WHAT THE TASK REQUIRES - Look for "Failed" in each line of the records, and copy the lines that have it.

(Stored data entries)
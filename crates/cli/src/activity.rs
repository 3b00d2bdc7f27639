//! Offline evaluation of activity rules.
//!
//! Loads `[activities]` from a configuration file and answers whether one
//! component may perform one activity under the given privacy signals.

use std::fs;
use std::path::Path;

use auction_hooks_common::activity::{
    Activity, ActivityDebug, ActivityInfrastructure, Component, ComponentPayload, ComponentType,
    TraceLevel,
};
use auction_hooks_common::geo::GeoInfo;
use auction_hooks_common::settings::Settings;

use crate::error::CliError;

/// Inputs of a single activity check.
#[derive(Debug, Clone)]
pub struct CheckRequest {
    pub activity: String,
    pub component_type: ComponentType,
    pub component_name: String,
    pub country: Option<String>,
    pub region: Option<String>,
    pub gpc: Option<String>,
    pub trace: Option<TraceLevel>,
}

/// Decision returned by [`evaluate`].
#[derive(Debug)]
pub struct CheckOutcome {
    pub activity: Activity,
    pub allowed: bool,
    pub processed_rules: u64,
    pub debug: ActivityDebug,
}

/// Evaluates `request` against the activity rules in `content`.
pub fn evaluate(content: &str, request: &CheckRequest) -> Result<CheckOutcome, CliError> {
    let activity = request
        .activity
        .parse::<Activity>()
        .map_err(CliError::Activity)?;

    let settings = Settings::from_toml_validated(content)
        .map_err(|e| CliError::Config(format!("Failed to parse and merge config: {:?}", e)))?;
    let configs = settings
        .activity_configs()
        .map_err(|e| CliError::Activity(format!("{e:?}")))?;
    let infrastructure = ActivityInfrastructure::from_config(&configs)
        .map_err(|e| CliError::Activity(format!("{e:?}")))?;

    let geo = request
        .country
        .as_ref()
        .map(|country| GeoInfo::new(country.as_str(), request.region.clone()));
    let payload = ComponentPayload::for_signals(
        Component::new(request.component_type, request.component_name.as_str()),
        geo,
        request.gpc.clone(),
    );

    let mut debug = ActivityDebug::new(request.trace);
    let allowed = infrastructure.is_allowed_traced(activity, payload.as_ref(), &mut debug);

    Ok(CheckOutcome {
        activity,
        allowed,
        processed_rules: debug.processed_rules_count(),
        debug,
    })
}

/// Runs [`evaluate`] on `file` and prints the decision.
pub fn check(file: &Path, request: &CheckRequest, verbose: bool) -> Result<(), CliError> {
    let content = fs::read_to_string(file)?;
    if verbose {
        println!("Loading activity rules from: {}", file.display());
    }

    let outcome = evaluate(&content, request)?;

    println!(
        "{} '{}' {} activity '{}'",
        request.component_type,
        request.component_name,
        if outcome.allowed {
            "is allowed"
        } else {
            "is denied"
        },
        outcome.activity
    );
    println!("  Rules processed: {}", outcome.processed_rules);

    if request.trace.is_some() {
        let trace = serde_json::to_string_pretty(outcome.debug.trace())
            .map_err(|e| CliError::Activity(format!("Failed to render trace: {e}")))?;
        println!("\nTrace:\n{}", trace);
    }

    Ok(())
}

RESPONSE BOX -
        .map_err(|e| CliError::Config(format!("Failed to parse and merge config: {:?}", e)))?;
            .map_err(|e| CliError::Activity(format!("Failed to render trace: {e}")))?;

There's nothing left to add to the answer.